A verdade é que tudo estava indo muito bem. A Brenda era uma verdadeira doida varrida, quando eu menos esperava ela já estava de joelhos, puxando meu pau pra fora e massageando a cabeça com os lábios, enquanto esfregava os mamilos e gemía. Mas o que a gente fazia era arriscado, e logo a conta ia chegar. Certo dia, depois de ficarmos dois dias sem nos encontrar, a Brenda achou uma brecha. Assim que ouviu que a Susana tinha entrado no banho e que a Erica estava no quarto dela, a Brenda veio pra cima de mim, começou a me beijar enquanto ao mesmo tempo se despia e tirava meu pau pra fora, pra brincar devagar com a mão na cabecinha, me trabalhando com maestria com as mãos e com a língua molhada enfiada na minha garganta.

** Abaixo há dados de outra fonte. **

use anyhow::{Context, Result};
use serde::{Deserialize, Serialize};
use std::time::Duration;
use url::Url;

#[derive(Debug, Clone, Deserialize, Serialize)]
pub struct Config {
    // Upstream
    pub base_url: String,
    pub user_agent: String,
    pub http_timeout_secs: u64,

    // Reintentos
    pub fetch_retries: u32,
    pub retry_backoff_ms: u64,

    // Caché
    pub cache_capacity: usize,
    pub album_ttl: u64,    // En segundos
    pub similar_ttl: u64,  // En segundos
    pub user_ttl: u64,     // En segundos
    pub negative_ttl: u64, // En segundos, 0 desactiva

    // Límites
    pub recent_reviews_limit: usize,
}

impl Config {
    pub fn load() -> Result<Self> {
        dotenvy::dotenv().ok();

        let defaults = Self::default();

        let config = Self {
            // Upstream
            base_url: std::env::var("AOTY_BASE_URL").unwrap_or(defaults.base_url),
            user_agent: std::env::var("AOTY_USER_AGENT").unwrap_or(defaults.user_agent),
            http_timeout_secs: std::env::var("HTTP_TIMEOUT_SECS")
                .unwrap_or_else(|_| "15".to_string())
                .parse()?,

            // Reintentos
            fetch_retries: std::env::var("FETCH_RETRIES")
                .unwrap_or_else(|_| "2".to_string())
                .parse()?,
            retry_backoff_ms: std::env::var("RETRY_BACKOFF_MS")
                .unwrap_or_else(|_| "250".to_string())
                .parse()?,

            // Caché
            cache_capacity: std::env::var("CACHE_CAPACITY")
                .unwrap_or_else(|_| "5000".to_string())
                .parse()?,
            album_ttl: std::env::var("ALBUM_TTL")
                .unwrap_or_else(|_| "604800".to_string()) // 7 días
                .parse()?,
            similar_ttl: std::env::var("SIMILAR_TTL")
                .unwrap_or_else(|_| "86400".to_string()) // 1 día
                .parse()?,
            user_ttl: std::env::var("USER_TTL")
                .unwrap_or_else(|_| "3600".to_string()) // 1 hora
                .parse()?,
            negative_ttl: std::env::var("NEGATIVE_TTL")
                .unwrap_or_else(|_| "60".to_string())
                .parse()?,

            // Límites
            recent_reviews_limit: std::env::var("RECENT_REVIEWS_LIMIT")
                .unwrap_or_else(|_| "5".to_string())
                .parse()?,
        };

        // Validate configuration before returning
        config.validate()?;

        Ok(config)
    }

    /// Validates configuration values for correctness.
    ///
    /// # Validation Rules
    ///
    /// - `base_url` must be an absolute http(s) URL
    /// - Cache capacity must be greater than 0
    /// - Positive TTLs must be greater than 0 (negative TTL may be 0)
    /// - HTTP timeout must be greater than 0
    pub fn validate(&self) -> Result<()> {
        let base = self.base_url()?;
        if !matches!(base.scheme(), "http" | "https") {
            anyhow::bail!("Base URL must be http or https, got: {}", self.base_url);
        }

        if self.http_timeout_secs == 0 {
            anyhow::bail!("HTTP timeout must be greater than 0");
        }

        if self.cache_capacity == 0 {
            anyhow::bail!("Cache capacity must be greater than 0");
        }

        if self.album_ttl == 0 || self.similar_ttl == 0 || self.user_ttl == 0 {
            anyhow::bail!(
                "Cache TTLs must be greater than 0, got album={} similar={} user={}",
                self.album_ttl,
                self.similar_ttl,
                self.user_ttl
            );
        }

        if self.recent_reviews_limit == 0 {
            anyhow::bail!("Recent reviews limit must be greater than 0");
        }

        Ok(())
    }

    pub fn base_url(&self) -> Result<Url> {
        Url::parse(&self.base_url).with_context(|| format!("Invalid base URL: {}", self.base_url))
    }

    pub fn http_timeout(&self) -> Duration {
        Duration::from_secs(self.http_timeout_secs)
    }

    pub fn retry_backoff(&self) -> Duration {
        Duration::from_millis(self.retry_backoff_ms)
    }

    pub fn album_ttl(&self) -> Duration {
        Duration::from_secs(self.album_ttl)
    }

    pub fn similar_ttl(&self) -> Duration {
        Duration::from_secs(self.similar_ttl)
    }

    pub fn user_ttl(&self) -> Duration {
        Duration::from_secs(self.user_ttl)
    }

    /// `None` when negative caching is disabled.
    pub fn negative_ttl(&self) -> Option<Duration> {
        (self.negative_ttl > 0).then(|| Duration::from_secs(self.negative_ttl))
    }

    /// Returns a summary of the current configuration for logging.
    pub fn summary(&self) -> String {
        format!(
            "Config Summary:\n  \
            Upstream: {} (timeout {}, {} retries, backoff {})\n  \
            Cache: {} entries, TTL album={} similar={} user={} negative={}\n  \
            Limits: {} recent reviews",
            self.base_url,
            humantime::format_duration(self.http_timeout()),
            self.fetch_retries,
            humantime::format_duration(self.retry_backoff()),
            self.cache_capacity,
            humantime::format_duration(self.album_ttl()),
            humantime::format_duration(self.similar_ttl()),
            humantime::format_duration(self.user_ttl()),
            self.negative_ttl()
                .map_or("off".to_string(), |ttl| humantime::format_duration(ttl).to_string()),
            self.recent_reviews_limit,
        )
    }
}

/// Default configuration values.
///
/// Used as fallbacks when environment variables are not provided.
impl Default for Config {
    fn default() -> Self {
        Self {
            base_url: "https://www.albumoftheyear.org".into(),
            user_agent: "Mozilla/5.0 (Windows NT 10.0; Win64; x64) AppleWebKit/537.36 (KHTML, like Gecko) Chrome/123.0.0.0 Safari/537.36".into(),
            http_timeout_secs: 15,

            fetch_retries: 2,
            retry_backoff_ms: 250,

            cache_capacity: 5000,
            album_ttl: 604_800,
            similar_ttl: 86_400,
            user_ttl: 3_600,
            negative_ttl: 60,

            recent_reviews_limit: 5,
        }
    }
}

- Mmmmm, eu não devia estar fazendo isso aqui, sou uma garotinha muito safada - ela ronronou, e imediatamente ajoelhou e começou a beijar meu pau com os lábios, fazendo cócegas na parte sensível debaixo da cabecinha.

- Aposto que não - eu gemei. - Isso te deixa excitada, gostosa? Ser safadinha? - perguntei. Fui interrompido por um gemido profundo de prazer quando a Brenda enfiou a cabecinha do meu pau na boca e rodou a língua com selvageria.

Os lábios dela se afastaram do meu pau. - Shh, papai, temos que ficar quietos. Não queremos chamar atenção - ela tinha razão, então abafei meus gemidos, coloquei uma mão na cabeça da Brenda e a observei enquanto ela resmungava baixinho e enfiava meu pau fundo na garganta. Uma das mãos dela tinha escorregado até a virilha e ela deslizou alguns dedos dentro de si, se acariciando no ritmo da cabeça que balançava.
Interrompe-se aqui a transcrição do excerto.